Saved data entries:
=-=-=-=-=

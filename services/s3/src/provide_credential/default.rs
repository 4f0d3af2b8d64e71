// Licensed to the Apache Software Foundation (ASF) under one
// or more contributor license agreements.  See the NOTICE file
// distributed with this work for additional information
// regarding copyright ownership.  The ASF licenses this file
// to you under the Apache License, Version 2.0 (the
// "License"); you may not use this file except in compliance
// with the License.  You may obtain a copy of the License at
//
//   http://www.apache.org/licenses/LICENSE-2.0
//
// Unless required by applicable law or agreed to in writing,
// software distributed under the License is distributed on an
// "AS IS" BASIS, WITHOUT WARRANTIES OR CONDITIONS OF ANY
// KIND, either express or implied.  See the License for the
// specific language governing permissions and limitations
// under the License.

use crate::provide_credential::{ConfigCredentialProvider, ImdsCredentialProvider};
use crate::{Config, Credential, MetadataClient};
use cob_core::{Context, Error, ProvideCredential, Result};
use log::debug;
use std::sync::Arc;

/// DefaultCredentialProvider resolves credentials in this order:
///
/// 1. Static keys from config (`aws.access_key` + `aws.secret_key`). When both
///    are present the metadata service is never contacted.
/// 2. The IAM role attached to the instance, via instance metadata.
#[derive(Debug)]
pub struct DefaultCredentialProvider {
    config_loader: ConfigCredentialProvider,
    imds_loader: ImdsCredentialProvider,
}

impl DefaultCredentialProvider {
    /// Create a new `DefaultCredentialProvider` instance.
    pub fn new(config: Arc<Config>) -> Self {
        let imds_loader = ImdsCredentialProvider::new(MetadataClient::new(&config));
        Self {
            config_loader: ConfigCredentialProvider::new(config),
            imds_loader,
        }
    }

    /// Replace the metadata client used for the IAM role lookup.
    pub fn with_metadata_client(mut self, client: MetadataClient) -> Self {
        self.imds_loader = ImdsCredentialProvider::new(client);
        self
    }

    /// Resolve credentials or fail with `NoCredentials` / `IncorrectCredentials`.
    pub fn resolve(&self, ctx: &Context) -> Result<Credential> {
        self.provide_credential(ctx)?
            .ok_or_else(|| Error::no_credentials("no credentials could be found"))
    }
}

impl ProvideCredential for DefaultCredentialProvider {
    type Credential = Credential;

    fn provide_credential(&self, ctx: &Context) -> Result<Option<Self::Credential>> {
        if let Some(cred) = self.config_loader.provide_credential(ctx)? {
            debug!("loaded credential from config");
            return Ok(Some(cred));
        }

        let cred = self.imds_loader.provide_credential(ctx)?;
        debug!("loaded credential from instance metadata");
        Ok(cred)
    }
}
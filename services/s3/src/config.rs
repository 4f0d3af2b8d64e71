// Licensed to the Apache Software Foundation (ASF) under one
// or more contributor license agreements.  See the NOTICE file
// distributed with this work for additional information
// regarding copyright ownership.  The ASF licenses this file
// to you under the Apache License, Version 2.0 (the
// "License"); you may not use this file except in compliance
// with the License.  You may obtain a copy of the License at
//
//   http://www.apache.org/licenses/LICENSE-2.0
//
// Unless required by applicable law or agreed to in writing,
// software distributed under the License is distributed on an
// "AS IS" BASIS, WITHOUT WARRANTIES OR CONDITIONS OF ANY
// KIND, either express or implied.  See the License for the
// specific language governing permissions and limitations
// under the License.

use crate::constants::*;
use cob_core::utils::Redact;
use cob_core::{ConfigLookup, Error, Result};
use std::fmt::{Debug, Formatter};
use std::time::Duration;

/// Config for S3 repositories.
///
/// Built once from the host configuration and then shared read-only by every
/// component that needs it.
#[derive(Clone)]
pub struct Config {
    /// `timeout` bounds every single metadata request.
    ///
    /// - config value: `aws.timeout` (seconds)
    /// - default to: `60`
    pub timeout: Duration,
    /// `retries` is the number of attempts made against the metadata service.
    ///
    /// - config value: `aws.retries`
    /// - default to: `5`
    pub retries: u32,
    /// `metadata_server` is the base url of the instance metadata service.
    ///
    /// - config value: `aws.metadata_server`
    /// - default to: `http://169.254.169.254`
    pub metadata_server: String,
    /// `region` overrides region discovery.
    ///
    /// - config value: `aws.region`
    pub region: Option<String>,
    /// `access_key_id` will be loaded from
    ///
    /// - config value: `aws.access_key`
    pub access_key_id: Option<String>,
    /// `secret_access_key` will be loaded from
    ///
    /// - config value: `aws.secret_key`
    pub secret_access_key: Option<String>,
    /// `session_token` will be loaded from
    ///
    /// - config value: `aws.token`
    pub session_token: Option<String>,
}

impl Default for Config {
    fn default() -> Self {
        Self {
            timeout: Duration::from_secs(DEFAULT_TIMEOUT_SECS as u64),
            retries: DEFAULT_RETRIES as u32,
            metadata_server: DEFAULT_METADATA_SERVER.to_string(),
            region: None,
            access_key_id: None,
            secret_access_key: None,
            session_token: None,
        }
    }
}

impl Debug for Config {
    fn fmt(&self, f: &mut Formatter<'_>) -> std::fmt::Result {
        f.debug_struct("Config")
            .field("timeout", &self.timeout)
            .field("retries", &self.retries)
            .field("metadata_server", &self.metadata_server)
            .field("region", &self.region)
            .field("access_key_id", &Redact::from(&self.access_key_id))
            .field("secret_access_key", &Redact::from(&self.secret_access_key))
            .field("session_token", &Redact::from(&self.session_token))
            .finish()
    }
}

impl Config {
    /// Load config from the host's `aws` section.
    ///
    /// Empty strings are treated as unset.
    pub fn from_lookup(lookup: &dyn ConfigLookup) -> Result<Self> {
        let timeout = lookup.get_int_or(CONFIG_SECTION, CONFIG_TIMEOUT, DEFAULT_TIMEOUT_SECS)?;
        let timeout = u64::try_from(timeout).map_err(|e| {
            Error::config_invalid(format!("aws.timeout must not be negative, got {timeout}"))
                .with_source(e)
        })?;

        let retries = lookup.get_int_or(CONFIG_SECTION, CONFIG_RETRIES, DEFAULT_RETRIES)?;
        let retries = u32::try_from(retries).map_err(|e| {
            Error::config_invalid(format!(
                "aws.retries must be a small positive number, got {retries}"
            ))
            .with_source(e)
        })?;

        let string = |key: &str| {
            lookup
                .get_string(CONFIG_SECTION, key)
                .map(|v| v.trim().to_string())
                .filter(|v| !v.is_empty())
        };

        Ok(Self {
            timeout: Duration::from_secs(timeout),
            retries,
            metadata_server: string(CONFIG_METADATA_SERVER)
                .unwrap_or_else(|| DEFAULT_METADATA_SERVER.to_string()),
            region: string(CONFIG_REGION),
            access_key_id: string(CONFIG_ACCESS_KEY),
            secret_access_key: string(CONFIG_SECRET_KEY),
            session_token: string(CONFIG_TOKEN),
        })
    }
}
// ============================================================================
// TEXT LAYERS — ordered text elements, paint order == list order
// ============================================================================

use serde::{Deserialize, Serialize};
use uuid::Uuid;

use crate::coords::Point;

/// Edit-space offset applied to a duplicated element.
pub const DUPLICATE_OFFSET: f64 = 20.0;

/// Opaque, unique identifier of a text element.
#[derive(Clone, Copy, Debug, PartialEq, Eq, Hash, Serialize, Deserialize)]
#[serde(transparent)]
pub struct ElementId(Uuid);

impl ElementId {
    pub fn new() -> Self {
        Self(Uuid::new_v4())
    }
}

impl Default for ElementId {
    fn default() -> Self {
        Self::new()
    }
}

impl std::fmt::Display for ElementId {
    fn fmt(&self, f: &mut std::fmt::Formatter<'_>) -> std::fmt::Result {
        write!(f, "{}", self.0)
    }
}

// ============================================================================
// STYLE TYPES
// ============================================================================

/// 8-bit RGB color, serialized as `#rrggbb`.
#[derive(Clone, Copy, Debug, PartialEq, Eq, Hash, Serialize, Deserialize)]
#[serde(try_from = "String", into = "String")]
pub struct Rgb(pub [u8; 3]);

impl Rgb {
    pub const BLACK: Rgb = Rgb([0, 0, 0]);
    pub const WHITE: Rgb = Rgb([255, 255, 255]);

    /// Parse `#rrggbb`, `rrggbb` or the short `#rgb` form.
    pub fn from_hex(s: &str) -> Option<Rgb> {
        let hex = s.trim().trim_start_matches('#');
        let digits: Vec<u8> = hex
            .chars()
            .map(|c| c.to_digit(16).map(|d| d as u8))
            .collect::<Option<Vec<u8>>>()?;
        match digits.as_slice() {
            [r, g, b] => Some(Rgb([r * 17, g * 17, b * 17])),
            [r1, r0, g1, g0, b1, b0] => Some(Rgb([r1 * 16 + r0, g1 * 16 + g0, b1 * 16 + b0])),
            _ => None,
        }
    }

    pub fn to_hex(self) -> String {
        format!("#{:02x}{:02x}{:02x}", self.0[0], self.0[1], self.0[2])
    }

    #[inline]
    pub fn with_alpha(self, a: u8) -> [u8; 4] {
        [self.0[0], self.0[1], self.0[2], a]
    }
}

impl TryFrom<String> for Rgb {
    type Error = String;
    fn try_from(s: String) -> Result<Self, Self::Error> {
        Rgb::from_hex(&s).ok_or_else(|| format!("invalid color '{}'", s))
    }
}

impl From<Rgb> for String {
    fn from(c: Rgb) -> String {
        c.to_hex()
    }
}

=-=-=-=-=

Extract every line from the one containing "impl From<Rgb> for" to the end of the entries, including both of those lines, exactly as given and with nothing added.

Reply to the task:
impl From<Rgb> for String {
    fn from(c: Rgb) -> String {
        c.to_hex()
    }
}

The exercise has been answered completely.